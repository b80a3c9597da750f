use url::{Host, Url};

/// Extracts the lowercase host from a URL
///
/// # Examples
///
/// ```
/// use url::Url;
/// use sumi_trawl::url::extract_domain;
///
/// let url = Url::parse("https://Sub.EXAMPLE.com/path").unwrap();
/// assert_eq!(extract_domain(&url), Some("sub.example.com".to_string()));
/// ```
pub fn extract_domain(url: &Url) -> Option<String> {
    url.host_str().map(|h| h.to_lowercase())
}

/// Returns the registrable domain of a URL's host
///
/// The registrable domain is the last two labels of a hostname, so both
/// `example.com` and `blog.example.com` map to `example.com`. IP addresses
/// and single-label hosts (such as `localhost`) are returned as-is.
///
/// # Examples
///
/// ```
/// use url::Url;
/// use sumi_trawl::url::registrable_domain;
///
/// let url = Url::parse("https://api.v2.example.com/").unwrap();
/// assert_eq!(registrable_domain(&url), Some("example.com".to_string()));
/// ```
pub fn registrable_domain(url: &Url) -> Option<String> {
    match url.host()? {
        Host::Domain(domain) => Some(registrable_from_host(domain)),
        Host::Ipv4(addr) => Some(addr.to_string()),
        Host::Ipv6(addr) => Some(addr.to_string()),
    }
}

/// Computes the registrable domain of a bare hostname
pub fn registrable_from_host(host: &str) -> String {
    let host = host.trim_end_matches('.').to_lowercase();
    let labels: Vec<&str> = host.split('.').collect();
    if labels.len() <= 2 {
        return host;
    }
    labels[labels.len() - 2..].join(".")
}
---
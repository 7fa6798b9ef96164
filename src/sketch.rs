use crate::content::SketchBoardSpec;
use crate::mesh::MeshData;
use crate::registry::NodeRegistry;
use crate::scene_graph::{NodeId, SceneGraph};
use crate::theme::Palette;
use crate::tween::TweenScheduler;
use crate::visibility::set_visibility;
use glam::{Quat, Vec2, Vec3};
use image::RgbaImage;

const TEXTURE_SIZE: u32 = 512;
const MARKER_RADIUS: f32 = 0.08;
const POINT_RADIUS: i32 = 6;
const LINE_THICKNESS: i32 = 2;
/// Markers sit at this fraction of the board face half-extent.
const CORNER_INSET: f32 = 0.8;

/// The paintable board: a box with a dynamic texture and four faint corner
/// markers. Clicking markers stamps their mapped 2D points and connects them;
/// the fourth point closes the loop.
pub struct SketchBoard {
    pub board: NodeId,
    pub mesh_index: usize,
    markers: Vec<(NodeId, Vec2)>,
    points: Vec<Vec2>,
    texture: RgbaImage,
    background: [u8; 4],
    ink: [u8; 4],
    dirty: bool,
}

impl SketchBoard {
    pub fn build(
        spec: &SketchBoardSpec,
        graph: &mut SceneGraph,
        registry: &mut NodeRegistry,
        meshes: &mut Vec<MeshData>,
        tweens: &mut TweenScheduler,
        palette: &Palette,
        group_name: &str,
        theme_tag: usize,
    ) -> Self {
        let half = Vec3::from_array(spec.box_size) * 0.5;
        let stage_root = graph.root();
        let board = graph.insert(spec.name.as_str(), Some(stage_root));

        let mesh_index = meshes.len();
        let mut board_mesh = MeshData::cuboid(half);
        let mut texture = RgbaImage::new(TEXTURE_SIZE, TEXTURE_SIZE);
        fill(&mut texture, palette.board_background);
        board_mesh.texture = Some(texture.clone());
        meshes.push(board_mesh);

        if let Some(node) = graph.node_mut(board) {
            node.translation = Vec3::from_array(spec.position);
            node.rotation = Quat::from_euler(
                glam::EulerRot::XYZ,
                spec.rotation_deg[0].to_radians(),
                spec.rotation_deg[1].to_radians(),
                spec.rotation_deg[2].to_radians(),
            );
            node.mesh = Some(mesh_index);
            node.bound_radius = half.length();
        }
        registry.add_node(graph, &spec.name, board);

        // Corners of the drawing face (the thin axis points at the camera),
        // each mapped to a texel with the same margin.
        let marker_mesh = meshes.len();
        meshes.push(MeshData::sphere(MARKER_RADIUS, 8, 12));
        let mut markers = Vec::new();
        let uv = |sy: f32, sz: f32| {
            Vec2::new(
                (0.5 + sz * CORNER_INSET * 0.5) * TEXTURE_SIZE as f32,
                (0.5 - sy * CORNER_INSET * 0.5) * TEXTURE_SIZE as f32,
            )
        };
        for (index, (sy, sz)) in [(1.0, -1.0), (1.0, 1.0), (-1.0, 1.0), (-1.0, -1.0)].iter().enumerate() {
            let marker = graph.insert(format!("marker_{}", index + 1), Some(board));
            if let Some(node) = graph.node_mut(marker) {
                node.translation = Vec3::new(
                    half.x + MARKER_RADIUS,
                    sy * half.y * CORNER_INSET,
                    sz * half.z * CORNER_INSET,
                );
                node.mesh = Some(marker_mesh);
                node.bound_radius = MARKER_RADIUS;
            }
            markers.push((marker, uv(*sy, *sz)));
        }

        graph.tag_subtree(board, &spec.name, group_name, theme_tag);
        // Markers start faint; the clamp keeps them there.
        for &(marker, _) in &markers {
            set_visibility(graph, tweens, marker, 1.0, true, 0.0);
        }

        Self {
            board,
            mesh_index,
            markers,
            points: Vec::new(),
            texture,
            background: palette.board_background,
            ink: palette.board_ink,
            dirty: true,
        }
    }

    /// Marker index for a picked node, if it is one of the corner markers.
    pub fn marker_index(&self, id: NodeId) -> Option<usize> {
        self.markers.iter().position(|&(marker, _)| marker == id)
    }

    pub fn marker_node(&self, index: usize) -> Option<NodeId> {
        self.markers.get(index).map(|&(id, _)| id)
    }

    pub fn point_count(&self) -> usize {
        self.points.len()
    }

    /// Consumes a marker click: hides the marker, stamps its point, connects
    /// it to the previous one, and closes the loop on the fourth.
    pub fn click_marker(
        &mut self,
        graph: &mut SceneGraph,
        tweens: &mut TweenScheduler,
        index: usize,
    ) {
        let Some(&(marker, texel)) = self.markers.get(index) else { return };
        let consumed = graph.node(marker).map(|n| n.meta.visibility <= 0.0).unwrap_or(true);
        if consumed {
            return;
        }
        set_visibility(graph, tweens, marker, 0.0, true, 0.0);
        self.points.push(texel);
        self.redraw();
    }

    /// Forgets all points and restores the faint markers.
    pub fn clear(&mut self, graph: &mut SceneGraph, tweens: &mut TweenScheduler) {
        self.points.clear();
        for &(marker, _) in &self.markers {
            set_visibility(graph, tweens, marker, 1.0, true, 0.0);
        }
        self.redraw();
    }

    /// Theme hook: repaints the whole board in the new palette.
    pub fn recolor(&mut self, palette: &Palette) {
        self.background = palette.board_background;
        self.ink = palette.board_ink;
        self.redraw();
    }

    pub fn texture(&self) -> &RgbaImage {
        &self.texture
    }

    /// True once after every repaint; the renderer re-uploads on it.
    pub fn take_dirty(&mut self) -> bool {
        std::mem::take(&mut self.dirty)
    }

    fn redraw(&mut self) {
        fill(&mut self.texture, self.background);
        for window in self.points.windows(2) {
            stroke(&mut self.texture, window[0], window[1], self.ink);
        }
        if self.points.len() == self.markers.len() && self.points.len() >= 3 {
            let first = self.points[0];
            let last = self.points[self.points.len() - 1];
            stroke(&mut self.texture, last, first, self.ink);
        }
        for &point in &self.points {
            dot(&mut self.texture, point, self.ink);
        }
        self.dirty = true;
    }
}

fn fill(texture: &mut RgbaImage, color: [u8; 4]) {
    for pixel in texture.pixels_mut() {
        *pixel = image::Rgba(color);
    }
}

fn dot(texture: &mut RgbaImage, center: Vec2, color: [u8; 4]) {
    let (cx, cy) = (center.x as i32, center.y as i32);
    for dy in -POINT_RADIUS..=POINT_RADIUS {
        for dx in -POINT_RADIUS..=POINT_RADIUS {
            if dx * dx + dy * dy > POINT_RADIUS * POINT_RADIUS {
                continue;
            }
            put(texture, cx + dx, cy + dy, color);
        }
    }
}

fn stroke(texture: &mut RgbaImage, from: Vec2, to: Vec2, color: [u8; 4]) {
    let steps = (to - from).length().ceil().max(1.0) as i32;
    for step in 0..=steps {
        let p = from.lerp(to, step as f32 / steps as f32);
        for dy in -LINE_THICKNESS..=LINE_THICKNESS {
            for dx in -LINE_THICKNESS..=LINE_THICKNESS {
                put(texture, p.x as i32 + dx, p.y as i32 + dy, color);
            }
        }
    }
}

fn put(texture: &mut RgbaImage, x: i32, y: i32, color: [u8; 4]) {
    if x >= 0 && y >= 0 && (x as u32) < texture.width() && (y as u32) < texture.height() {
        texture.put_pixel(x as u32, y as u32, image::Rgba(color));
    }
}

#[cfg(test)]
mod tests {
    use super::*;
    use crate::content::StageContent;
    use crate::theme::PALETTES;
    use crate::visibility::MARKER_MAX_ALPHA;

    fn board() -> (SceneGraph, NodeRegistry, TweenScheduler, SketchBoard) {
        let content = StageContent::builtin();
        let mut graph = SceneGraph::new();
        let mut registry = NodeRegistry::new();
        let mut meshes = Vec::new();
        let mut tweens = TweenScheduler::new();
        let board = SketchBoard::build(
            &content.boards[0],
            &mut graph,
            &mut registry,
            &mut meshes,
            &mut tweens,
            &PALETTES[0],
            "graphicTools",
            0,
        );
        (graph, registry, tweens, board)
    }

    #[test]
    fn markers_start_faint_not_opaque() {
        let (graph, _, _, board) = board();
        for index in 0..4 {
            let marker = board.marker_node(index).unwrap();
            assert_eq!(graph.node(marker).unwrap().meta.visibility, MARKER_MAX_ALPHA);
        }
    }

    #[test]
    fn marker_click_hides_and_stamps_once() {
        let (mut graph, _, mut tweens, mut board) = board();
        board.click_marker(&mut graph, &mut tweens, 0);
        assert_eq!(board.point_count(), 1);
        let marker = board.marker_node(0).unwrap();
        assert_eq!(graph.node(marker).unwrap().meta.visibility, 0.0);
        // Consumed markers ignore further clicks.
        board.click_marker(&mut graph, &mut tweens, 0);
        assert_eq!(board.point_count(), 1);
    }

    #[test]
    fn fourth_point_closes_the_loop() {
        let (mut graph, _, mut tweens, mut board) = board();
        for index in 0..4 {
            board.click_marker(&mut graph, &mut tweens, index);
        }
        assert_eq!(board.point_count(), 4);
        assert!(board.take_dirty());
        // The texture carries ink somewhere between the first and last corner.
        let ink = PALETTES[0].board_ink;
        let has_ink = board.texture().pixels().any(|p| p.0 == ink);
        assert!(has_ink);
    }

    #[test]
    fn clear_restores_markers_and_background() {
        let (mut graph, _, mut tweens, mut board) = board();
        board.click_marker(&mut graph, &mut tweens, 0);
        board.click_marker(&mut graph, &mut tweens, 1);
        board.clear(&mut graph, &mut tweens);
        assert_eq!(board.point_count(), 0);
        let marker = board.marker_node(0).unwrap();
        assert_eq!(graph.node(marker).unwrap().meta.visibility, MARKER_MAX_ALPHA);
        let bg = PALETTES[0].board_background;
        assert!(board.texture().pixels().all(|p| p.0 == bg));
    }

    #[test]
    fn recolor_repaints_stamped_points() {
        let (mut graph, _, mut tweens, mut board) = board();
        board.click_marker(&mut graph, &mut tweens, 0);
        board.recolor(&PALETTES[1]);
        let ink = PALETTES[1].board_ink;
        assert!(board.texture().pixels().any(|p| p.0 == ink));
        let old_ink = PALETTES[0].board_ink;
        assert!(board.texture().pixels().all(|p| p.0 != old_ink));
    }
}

> **What is needed**
Above are the records; from them, give again exactly the lines from the one containing "let uv = |sy: f32, sz: f32|" through the one containing "node.mesh = Some(marker_mesh);", both included.

> **Solution**
        let uv = |sy: f32, sz: f32| {
            Vec2::new(
                (0.5 + sz * CORNER_INSET * 0.5) * TEXTURE_SIZE as f32,
                (0.5 - sy * CORNER_INSET * 0.5) * TEXTURE_SIZE as f32,
            )
        };
        for (index, (sy, sz)) in [(1.0, -1.0), (1.0, 1.0), (-1.0, 1.0), (-1.0, -1.0)].iter().enumerate() {
            let marker = graph.insert(format!("marker_{}", index + 1), Some(board));
            if let Some(node) = graph.node_mut(marker) {
                node.translation = Vec3::new(
                    half.x + MARKER_RADIUS,
                    sy * half.y * CORNER_INSET,
                    sz * half.z * CORNER_INSET,
                );
                node.mesh = Some(marker_mesh);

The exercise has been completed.